In Deutschland sind viele Menschen ohne eigene Wohnung oder Unterkunft. Um diesen Menschen dauerhaft Wohnraum zu geben, könnte in Zukunft das amerikanische Konzept Housing First in einigen deutschen Städten ausgeweitet werden.
Neueste Zahlen der Bundesarbeitsgemeinschaft Wohnungslosenhilfe gehen davon aus, dass in Deutschland etwa 50.000 Personen vollständig auf der Straße leben. Rund 600.000 Menschen sind per Definition wohnungslos, leben also in Obdachlosenunterkünften, Flüchtlingsunterkünften oder zum Beispiel bei Freunden.
Gründe für Obdachlosigkeit können Überschuldung, hohe Mieten oder individuelle Probleme sein. In den USA gibt es gegen Wohnungslosigkeit einen Ansatz aus der Sozialpolitik: Beim Housing First durchlaufen Betroffene ein Stufenmodell, bei dem am Ende die eigene Wohnung steht. Ein obdachloser Mensch wechselt dabei zwischen verschiedenen Wohnformen.
"Der Ansatz von Housing First ist, dass Teilnehmende erst einmal regulär wohnen. In einem normalen, unbefristeten Mietverhältnis mit allen Rechten und Pflichten, die Mietende eben haben."
Das ist also anders als in Deutschland. Hier müssen Betroffene zunächst ihre Wohnfähigkeit unter Beweis stellen oder an einem Hilfsprogramm teilnehmen.
"Also wenn jemand sagt 'Ich gebe Ihnen eine Wohnung auf Zeit', dann sagt ein Obdachloser 'Das habe ich schon viermal hinter mich gebracht, da ziehe ich nicht ein. Ich weiß doch, ich muss in einem Jahr wieder ausziehen'."
Das funktioniert aber nicht, sagt Sebastian Böwe von Housing First Berlin und Sprecher des Housing First Bundesverbands. Denn diese Leute seien oft mehrfach durch das deutsche Hilfesystem gegangen und immer wieder aus verschiedensten Gründen gescheitert.
Hilfe ohne Zwang und Druck
Zahlen aus Deutschland – und anderen Ländern, in denen Housing first deutlich verbreiteter ist – beweisen, dass das Konzept funktioniert. Dem Housing-First-Bundesverband zufolge gelingt es mit Housing First in vier von fünf Fällen, die Obdachlosigkeit dauerhaft zu beenden. Das liege daran, dass Housing-First-Nutzende Hilfe ohne Bedingungen angeboten bekommen. Die Unterstützung erfolge ohne Druck und Zwang, sagt der Sprecher des Housing First Bundesverbands.

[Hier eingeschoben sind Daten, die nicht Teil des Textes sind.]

//! Explicit, cancellable scan scheduling.
//!
//! Each `(user, source)` pair gets one owned job task driven by an
//! interval tick, an on-demand trigger, and a shutdown channel. Runs for
//! one pair execute sequentially inside the job loop, so a slow scan can
//! never overlap the next one. Everything is deterministic under tokio's
//! paused test clock.

use std::collections::HashMap;
use std::sync::{Arc, Mutex, PoisonError};
use std::time::Duration;

use tokio::sync::{mpsc, watch};
use tokio::task::JoinHandle;
use tokio::time::{MissedTickBehavior, interval};
use tracing::{debug, warn};

use crate::auth::UserId;
use crate::draft::domain::Source;
use crate::ingest::services::ScanJob;

struct JobHandle {
    trigger: mpsc::Sender<()>,
    period: watch::Sender<Duration>,
    _shutdown: watch::Sender<bool>,
    _task: JoinHandle<()>,
}

/// Owns the recurring scan jobs.
#[derive(Default)]
pub struct ScanScheduler {
    jobs: Mutex<HashMap<(UserId, Source), JobHandle>>,
}

impl ScanScheduler {
    /// Creates a scheduler with no jobs.
    #[must_use]
    pub fn new() -> Self {
        Self::default()
    }

    /// Schedules a recurring scan for `(user, source)` at the given
    /// period, replacing any existing job for the pair.
    ///
    /// The first run happens one period after scheduling; [`Self::scan_now`]
    /// forces an earlier one.
    pub fn schedule(&self, user: UserId, source: Source, job: Arc<dyn ScanJob>, every: Duration) {
        let (trigger, mut trigger_rx) = mpsc::channel::<()>(1);
        let (shutdown, mut shutdown_rx) = watch::channel(false);
        let (period, mut period_rx) = watch::channel(every);

        let task = tokio::spawn(async move {
            let mut ticker = new_ticker(every).await;
            loop {
                tokio::select! {
                    _ = ticker.tick() => run(user, source, &job).await,
                    received = trigger_rx.recv() => match received {
                        Some(()) => run(user, source, &job).await,
                        None => break,
                    },
                    changed = period_rx.changed() => match changed {
                        Ok(()) => {
                            let updated = *period_rx.borrow_and_update();
                            ticker = new_ticker(updated).await;
                            debug!(%user, %source, period_secs = updated.as_secs(), "scan period changed");
                        }
                        Err(_) => break,
                    },
                    _ = shutdown_rx.changed() => break,
                }
            }
            debug!(%user, %source, "scan job stopped");
        });

        let replaced = {
            let mut jobs = self.jobs.lock().unwrap_or_else(PoisonError::into_inner);
            jobs.insert(
                (user, source),
                JobHandle {
                    trigger,
                    period,
                    _shutdown: shutdown,
                    _task: task,
                },
            )
        };
        if replaced.is_some() {
            debug!(%user, %source, "replaced existing scan job");
        }
    }

    /// Forces a scan on the existing job for `(user, source)`.
    ///
    /// Returns `false` when no job is scheduled for the pair. A trigger
    /// already queued behind a running scan is collapsed into it.
    #[must_use]
    pub fn scan_now(&self, user: UserId, source: Source) -> bool {
        let jobs = self.jobs.lock().unwrap_or_else(PoisonError::into_inner);
        jobs.get(&(user, source))
            .is_some_and(|handle| match handle.trigger.try_send(()) {
                Ok(()) | Err(mpsc::error::TrySendError::Full(())) => true,
                Err(mpsc::error::TrySendError::Closed(())) => false,
            })
    }

    /// Changes the period of the job for `(user, source)`.
    ///
    /// The new cadence applies from the job's next select; the elapsed
    /// part of the old period is discarded. Returns `false` when no job
    /// is scheduled for the pair.
    #[must_use]
    pub fn update_frequency(&self, user: UserId, source: Source, every: Duration) -> bool {
        let jobs = self.jobs.lock().unwrap_or_else(PoisonError::into_inner);
        jobs.get(&(user, source))
            .is_some_and(|handle| handle.period.send(every).is_ok())
    }

    /// Cancels the job for `(user, source)`.
    ///
    /// Returns `false` when no job was scheduled for the pair.
    #[must_use]
    pub fn cancel(&self, user: UserId, source: Source) -> bool {
        let mut jobs = self.jobs.lock().unwrap_or_else(PoisonError::into_inner);
        // Dropping the handle closes both channels; the job loop exits on
        // its next select.
        jobs.remove(&(user, source)).is_some()
    }

    /// Returns whether a job is scheduled for `(user, source)`.
    #[must_use]
    pub fn is_scheduled(&self, user: UserId, source: Source) -> bool {
        let jobs = self.jobs.lock().unwrap_or_else(PoisonError::into_inner);
        jobs.contains_key(&(user, source))
    }

    /// Cancels every job.
    pub fn shutdown(&self) {
        let mut jobs = self.jobs.lock().unwrap_or_else(PoisonError::into_inner);
        jobs.clear();
    }
}

async fn new_ticker(every: Duration) -> tokio::time::Interval {
    let mut ticker = interval(every);
    ticker.set_missed_tick_behavior(MissedTickBehavior::Delay);
    // The first interval tick fires immediately; consume it so the next
    // run waits a full period.
    ticker.tick().await;
    ticker
}

async fn run(user: UserId, source: Source, job: &Arc<dyn ScanJob>) {
    match job.run_once().await {
        Ok(report) => debug!(
            %user,
            %source,
            fetched = report.fetched,
            drafted = report.drafted,
            skipped = report.skipped,
            "scheduled scan completed"
        ),
        Err(err) => warn!(%user, %source, error = %err, "scheduled scan failed"),
    }
}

"Die Hilfe, die wir anbieten, diese Unterstützung, Begleitung, Betreuung, das funktioniert alles ohne Zwang und Druck."
Die Teilnehmenden dürfen selbst entscheiden, ob sie die Angebote annehmen. In Deutschland haben die meisten Obdachlosen Anspruch auf Sozialleistungen. Sie können beantragen, dass das Jobcenter die Miete übernimmt. Bei den Anträgen helfen Träger von Housing-First-Projekten.
"Es gibt Städte, in denen Housing-First-Träger Wohnungen kaufen. Sie sind dann selbst Vermietende. In Berlin wird zum Beispiel versucht, auch 'reguläre' vermietende Personen davon zu überzeugen, ihre Wohnung als Housing-First-Wohnung zu vermieten."

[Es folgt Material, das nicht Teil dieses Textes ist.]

//! Unit tests for the draft module.

mod review_service_tests;

use crate::draft::domain::{DraftFields, NewDraft, Source};
use mockable::DefaultClock;

/// Builds an unsaved gmail draft with the given non-empty title.
fn new_gmail_draft(title: &str) -> NewDraft {
    let fields = DraftFields::new(title).expect("test titles are non-empty");
    NewDraft::new(Source::Gmail, fields, None, &DefaultClock)
}
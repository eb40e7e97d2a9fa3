//! In-memory ingestion adapters.

mod classifier;
mod source;
mod state;

pub use classifier::ScriptedClassifier;
pub use source::QueueMessageSource;
pub use state::InMemoryIntegrationStateRepository;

Momentan laufen Housing-First-Projekte in einigen größeren Städten in Nordrhein-Westfalen, in Hamburg, Frankfurt am Main und Berlin über einzelne Projektträger. Flächendeckend muss sich der Ansatz in Deutschland erst noch etablieren. Die Bundesregierung hat Housing First jedenfalls im Blick. Das Land Berlin will es perspektivisch auch in die regulären Hilfsangebote integrieren.
Allerdings braucht es dafür überhaupt erst einmal ausreichend bezahlbaren Wohnraum – und an dem fehlt es ja bekanntermaßen.